Two journal articles published by Weill Cornell Medicine Neurological Surgery faculty this year demonstrate that we still have a long way to go to erase disparities in health care, even within neurosurgery. Although we provide every patient with the very best care we can, regardless of their economic status or ethnic identification, the disparities continue to exist. As these two studies suggest, by the time a patient arrives in our office their backgrounds have already influenced their prognoses.

First, Dr. Rohan Ramakrishna and Dr. Theodore Schwartz collaborated on a paper that examined patient outcomes after endonasal endoscopic transsphenoidal surgery (EETS) for pituitary adenoma between 2005 and 2018 at NewYork-Presbyterian/Weill Cornell Medical Center. The goal was to assess how outcomes varied based on whether a patient was covered by Medicaid; the finding was that outcomes are significantly worse. In Medicaid patients, tumors at the time of surgery were likely to be larger than those in non-Medicaid patients, suggesting that they’d been found and diagnosed later.

Researchers looked for other differences between the Medicaid patients and the control group and found that risk factors (diabetes mellitus, hypertension, a history of smoking, and BMI) were similar. Complications, however, were higher in the Medicaid patients; they included infection, pulmonary embolism, cranial neuropathy, vascular injury, CSF leak, hematoma, and readmission within 30 days. The size of the adenoma was the main difference, with Medicaid coverage the factor most closely associated with the larger size and the worse outcomes.

We know that early detection is a significant factor in outcomes in many types of neurosurgical condition – any tumor in the brain is cause for concern, but the level of concern and degree of severity grows predictably with the size. A larger tumor puts more pressure on the brain than a small one does, is harder to remove safely, and in some cases has time to shift from being benign to malignant.

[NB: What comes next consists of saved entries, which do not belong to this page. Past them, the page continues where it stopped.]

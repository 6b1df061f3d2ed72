mod game;
mod progress;
mod workflow;

// Public API of the quiz subsystem.
pub use game::{Advance, GamePhase, GameSession, StartTicket};
pub use progress::GameProgress;
pub use workflow::{DEFAULT_QUESTION_COUNT, QuizAnswerResult, QuizLoopService};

Patients who get regular checkups are more likely to report even small changes and minor symptoms to their doctor, which provides an opportunity for screening tests and diagnoses early on in a disease process. Medicaid patients as a group presented as surgical candidates with tumors that were not diagnosed until they were much larger.

The paper, “Impact of Medicaid insurance on outcomes following endoscopic transsphenoidal pituitary surgery,” was published online in advance of print in the Journal of Neurosurgery.

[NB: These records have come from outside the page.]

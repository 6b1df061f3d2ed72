use dioxus::prelude::*;
use quiz_core::model::Question;
use services::FetchError;

use super::QuestionCard;
use super::test_harness::setup_quiz_harness;
use crate::vm::{AnswerButtonVm, QuestionCardVm, QuizIntent};

fn two_questions() -> Vec<Question> {
    vec![
        Question::multiple("Capital of France?", "Paris", ["Rome"]),
        Question::multiple("2 + 2?", "4", ["5"]),
    ]
}

#[tokio::test(flavor = "current_thread")]
async fn idle_quiz_renders_start_only() {
    let mut harness = setup_quiz_harness();
    harness.rebuild();
    let html = harness.render();

    assert!(html.contains("Trivia Quiz"), "missing title in {html}");
    assert!(html.contains("quiz-start"), "missing start button in {html}");
    assert!(!html.contains("Score:"), "unexpected score in {html}");
    assert!(!html.contains("Question:"), "unexpected card in {html}");
}

#[tokio::test(flavor = "current_thread")]
async fn start_loads_first_question() {
    let mut harness = setup_quiz_harness();
    harness.source.push(Ok(two_questions()));
    harness.rebuild();

    harness.send(QuizIntent::Start);
    harness.drive_async().await;
    let html = harness.render();

    assert!(html.contains("Question: 1 / 2"), "missing counter in {html}");
    assert!(html.contains("Capital of France?"), "missing question in {html}");
    assert!(html.contains("Score: 0"), "missing score in {html}");
    assert!(!html.contains("quiz-start"), "start should hide mid-quiz in {html}");
    assert!(!html.contains("Correct Answer:"), "answer revealed early in {html}");
}

#[tokio::test(flavor = "current_thread")]
async fn answering_reveals_and_advances_to_results() {
    let mut harness = setup_quiz_harness();
    harness.source.push(Ok(two_questions()));
    harness.rebuild();
    harness.send(QuizIntent::Start);
    harness.drive_async().await;

    harness.send(QuizIntent::Answer("Paris".to_string()));
    let html = harness.render();
    assert!(html.contains("Score: 1"), "missing score in {html}");
    assert!(html.contains("Correct Answer:"), "missing reveal in {html}");
    assert!(html.contains("answer--correct"), "missing highlight in {html}");
    assert!(html.contains("Next Question"), "missing next button in {html}");

    harness.send(QuizIntent::Next);
    harness.send(QuizIntent::Answer("5".to_string()));
    let html = harness.render();
    assert!(html.contains("Question: 2 / 2"), "missing counter in {html}");
    assert!(html.contains("answer--wrong"), "missing wrong highlight in {html}");
    assert!(html.contains("See Results"), "missing results button in {html}");
    assert!(html.contains("quiz-start"), "start should show when all answered in {html}");

    harness.send(QuizIntent::Next);
    let html = harness.render();
    assert!(html.contains("You scored 1 / 2"), "missing headline in {html}");
    assert!(html.contains("50% correct"), "missing percent in {html}");
    assert!(!html.contains("Score:"), "score should hide after game over in {html}");
    assert!(!html.contains("Question:"), "card should hide after game over in {html}");
}

#[tokio::test(flavor = "current_thread")]
async fn failed_start_shows_error_and_start() {
    let mut harness = setup_quiz_harness();
    harness.source.push(Err(FetchError::InvalidAmount));
    harness.rebuild();

    harness.send(QuizIntent::Start);
    harness.drive_async().await;
    let html = harness.render();

    assert!(html.contains("Could not load questions"), "missing error in {html}");
    assert!(html.contains("quiz-start"), "missing start button in {html}");
    assert!(!html.contains("Question:"), "unexpected card in {html}");
}

#[component]
fn CardHarness() -> Element {
    let card = QuestionCardVm {
        number: 3,
        total: 10,
        question_html: "Who wrote <em>Hamlet</em>?".to_string(),
        answers: vec![
            AnswerButtonVm {
                value: "Shakespeare".to_string(),
                label_html: "Shakespeare".to_string(),
                correct: true,
                user_clicked: false,
            },
            AnswerButtonVm {
                value: "Marlowe".to_string(),
                label_html: "Marlowe".to_string(),
                correct: false,
                user_clicked: true,
            },
        ],
        answered: true,
        correct_answer_html: Some("Shakespeare".to_string()),
    };
    rsx! {
        QuestionCard { card, on_intent: move |_| {} }
    }
}

#[test]
fn question_card_renders_answered_state() {
    let mut dom = VirtualDom::new(CardHarness);
    dom.rebuild_in_place();
    let html = dioxus_ssr::render(&dom);

    assert!(html.contains("Question: 3 / 10"), "missing counter in {html}");
    assert!(html.contains("<em>Hamlet</em>"), "missing markup in {html}");
    assert!(html.contains("answer answer--correct"), "missing correct class in {html}");
    assert!(html.contains("answer answer--wrong"), "missing wrong class in {html}");
    assert!(html.contains("disabled"), "answers should be disabled in {html}");
    assert!(html.contains("Correct Answer:"), "missing reveal in {html}");
}

#[component]
fn RepeatedAnswersHarness() -> Element {
    let button = |value: &str, correct: bool| AnswerButtonVm {
        value: value.to_string(),
        label_html: value.to_string(),
        correct,
        user_clicked: false,
    };
    let card = QuestionCardVm {
        number: 1,
        total: 1,
        question_html: "Pick one".to_string(),
        answers: vec![button("Same", false), button("Same", false), button("Right", true)],
        answered: false,
        correct_answer_html: None,
    };
    rsx! {
        QuestionCard { card, on_intent: move |_| {} }
    }
}

#[test]
fn question_card_keeps_repeated_answers() {
    let mut dom = VirtualDom::new(RepeatedAnswersHarness);
    dom.rebuild_in_place();
    let html = dioxus_ssr::render(&dom);

    assert_eq!(html.matches("Same").count(), 2, "repeated answer dropped in {html}");
    assert_eq!(html.matches("<button").count(), 3, "expected three buttons in {html}");
}
use quiz_core::model::QuizSummary;

use super::markup::sanitize_html;

#[derive(Clone, Debug, PartialEq, Eq)]
pub struct ResultRowVm {
    pub number: usize,
    pub question_html: String,
    pub answer_html: String,
    pub correct_answer_html: String,
    pub correct: bool,
    pub class_name: &'static str,
}

#[derive(Clone, Debug, PartialEq, Eq)]
pub struct ResultsVm {
    pub headline: String,
    pub percent_label: String,
    pub rows: Vec<ResultRowVm>,
}

#[must_use]
pub fn map_results(summary: &QuizSummary) -> ResultsVm {
    let headline = if summary.is_perfect() {
        format!("Perfect! {} / {}", summary.score(), summary.total())
    } else {
        format!("You scored {} / {}", summary.score(), summary.total())
    };

    let rows = summary
        .records()
        .iter()
        .enumerate()
        .map(|(idx, record)| ResultRowVm {
            number: idx + 1,
            question_html: sanitize_html(&record.question),
            answer_html: sanitize_html(&record.answer),
            correct_answer_html: sanitize_html(&record.correct_answer),
            correct: record.correct,
            class_name: if record.correct {
                "result result--correct"
            } else {
                "result result--wrong"
            },
        })
        .collect();

    ResultsVm {
        headline,
        percent_label: format!("{}% correct", summary.percent()),
        rows,
    }
}

#[cfg(test)]
mod tests {
    use quiz_core::model::AnswerRecord;

    use super::*;

    fn record(question: &str, answer: &str, correct_answer: &str) -> AnswerRecord {
        AnswerRecord {
            question: question.into(),
            answer: answer.into(),
            correct: answer == correct_answer,
            correct_answer: correct_answer.into(),
        }
    }

    #[test]
    fn maps_rows_in_question_order() {
        let summary = QuizSummary::from_records(
            2,
            vec![record("Q0", "Rome", "Paris"), record("Q1", "4", "4")],
        )
        .unwrap();

        let vm = map_results(&summary);
        assert_eq!(vm.headline, "You scored 1 / 2");
        assert_eq!(vm.percent_label, "50% correct");
        assert_eq!(vm.rows.len(), 2);
        assert_eq!(vm.rows[0].number, 1);
        assert_eq!(vm.rows[0].answer_html, "Rome");
        assert_eq!(vm.rows[0].correct_answer_html, "Paris");
        assert_eq!(vm.rows[0].class_name, "result result--wrong");
        assert_eq!(vm.rows[1].class_name, "result result--correct");
    }

    #[test]
    fn perfect_score_headline() {
        let summary = QuizSummary::from_records(1, vec![record("Q", "A", "A")]).unwrap();
        assert_eq!(map_results(&summary).headline, "Perfect! 1 / 1");
    }
}
use serde::{Deserialize, Serialize};

use crate::model::QuizQuestion;

/// What the player chose for one question. Appended once, never edited.
#[derive(Debug, Clone, PartialEq, Eq, Serialize, Deserialize)]
pub struct AnswerRecord {
    pub question: String,
    pub answer: String,
    pub correct: bool,
    pub correct_answer: String,
}

impl AnswerRecord {
    /// Grade `chosen` against the question's correct answer.
    #[must_use]
    pub fn grade(question: &QuizQuestion, chosen: &str) -> Self {
        Self {
            question: question.text().to_string(),
            answer: chosen.to_string(),
            correct: question.is_correct(chosen),
            correct_answer: question.correct_answer().to_string(),
        }
    }
}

Dr. Jeffrey Greenfield and his team, which included Dr. Caitlin Hoffman, Dr. Nadia Dahmane, Dr. Chris Mason and resident Drs. Benjamin Hartley, Umberto Tosi, and Graham Winston) looked at 471 clinical trials for brain tumors over a 12-year period, from 2005 to 2017, to quantify ethnic and racial representation within the patient populations participating in trials. Researchers on this study were dismayed that, despite numerous legal requirements and ethical mandates, published results including race-based information were remarkably absent from 70% of brain tumor trials.

In the 97 trials that were published and that included ethnicity, whites were significantly overrepresented in adult trials for metastatic brain tumors and high-grade tumors (91% of enrolled patients). Blacks/African Americans, Hispanics, and Asians were significantly underrepresented in high-grade trials; only Blacks/African Americans were underrepresented in trials for metastatic brain tumors. The representation gaps exist even in large multicultural cities like New York. These gaps in recruitment show a missed opportunity for non-white patients to take advantage of these trials.

One bright spot in the results is that these representation gaps were not observed in pediatric trials. In trials involving children, whites represented only 67% of enrollees, Black children 9.5% (compared to only 2.8% in adult trials), Hispanic children 8.3% (versus 1.1% in adult trials), and Asian children 5.4% (versus 1.8% of adult trials).

The paper, “Missing diversity in brain tumor trials,” was published in Neuro-oncology Advances in May.